Mutter- und Vaterschaftsgeld wird von der Sozialversicherung (sécurité sociale) bezahlt; die Finanzierung anderer Maßnahmen der Familienpolitik geschieht über die Familienkasse (caisse d’allocations familiales, CAF). Der Geltungsbereich des Mutterschutzes umfasst alle Frauen, die in einem Arbeitsverhältnis stehen und selbst versichert sind.[28]

Schweden

In Schweden besteht eine Elternversicherung (föräldraförsäkring) für die Finanzierung von Schwangerschaftsgeld (havandeskapspenning), Elternschaftsgeld (föräldrapenning) für Mütter und Väter und zeitweiliges Elternschaftsgeld (tillfällig föräldrapenning).[29] Die Finanzierung geschieht über Sozialversicherungsbeiträge.[30] Mehrkindfamilien erhalten eine zusätzliche Unterstützung.

Slowenien

In der Republik Slowenien sichert die Elternschaftsversicherung den Elternurlaub (Mutterschaftsurlaub, Erziehungsurlaub, Vaterschaftsurlaub, Adoptivelternurlaub) und die entsprechenden Leistungen für die Eltern (Mutterschaftsgeld, Erziehungsgeld, Vaterschaftsgeld, Adoptivelterngeld) ab, und zwar unter anderem für Arbeitnehmer, Selbständige, Landwirte.[31]

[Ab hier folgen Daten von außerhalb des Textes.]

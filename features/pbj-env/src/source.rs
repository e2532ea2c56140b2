use std::collections::BTreeMap;

use serde_json::{Map, Value};

/// A snapshot of variables
///
/// Variables are captured once, later changes to the process environment are not seen.
#[derive(Debug, Clone, Default, PartialEq, Eq)]
pub struct EnvSource {
    vars: BTreeMap<String, String>,
}

impl EnvSource {
    /// Captures the process environment
    pub fn from_env() -> Self {
        Self::from_pairs(std::env::vars())
    }

    /// Captures variables starting with `prefix`, the prefix is stripped from their names
    pub fn from_env_prefixed(prefix: &str) -> Self {
        Self::from_pairs(std::env::vars()).with_prefix(prefix)
    }

    pub fn from_pairs<K, V>(pairs: impl IntoIterator<Item = (K, V)>) -> Self
    where
        K: Into<String>,
        V: Into<String>,
    {
        EnvSource {
            vars: pairs
                .into_iter()
                .map(|(k, v)| (k.into(), v.into()))
                .collect(),
        }
    }

    /// Keeps the variables starting with `prefix` and strips it
    pub fn with_prefix(self, prefix: &str) -> Self {
        EnvSource {
            vars: self
                .vars
                .into_iter()
                .filter_map(|(name, value)| {
                    name.strip_prefix(prefix)
                        .filter(|rest| !rest.is_empty())
                        .map(|rest| (rest.to_string(), value))
                })
                .collect(),
        }
    }

    pub fn get(&self, name: &str) -> Option<&str> {
        self.vars.get(name).map(String::as_str)
    }

    pub fn len(&self) -> usize {
        self.vars.len()
    }

    pub fn is_empty(&self) -> bool {
        self.vars.is_empty()
    }

    /// The variables as a JSON object of strings
    pub fn to_json(&self) -> Value {
        Value::Object(
            self.vars
                .iter()
                .map(|(k, v)| (k.clone(), Value::String(v.clone())))
                .collect::<Map<String, Value>>(),
        )
    }
}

Umgehen des Mutterschutzes

Durch Abhängigkeitsverhältnisse außerhalb des Arbeitsrechts wird zuweilen das Recht auf Mutterschutz umgangen. Dies betrifft insbesondere die Schwarzarbeit, aber auch Formen der neuen Selbständigkeit, Scheinselbstständigkeit sowie die Abgeltung der Forschungsleistung von Nachwuchswissenschaftlerinnen durch Stipendien.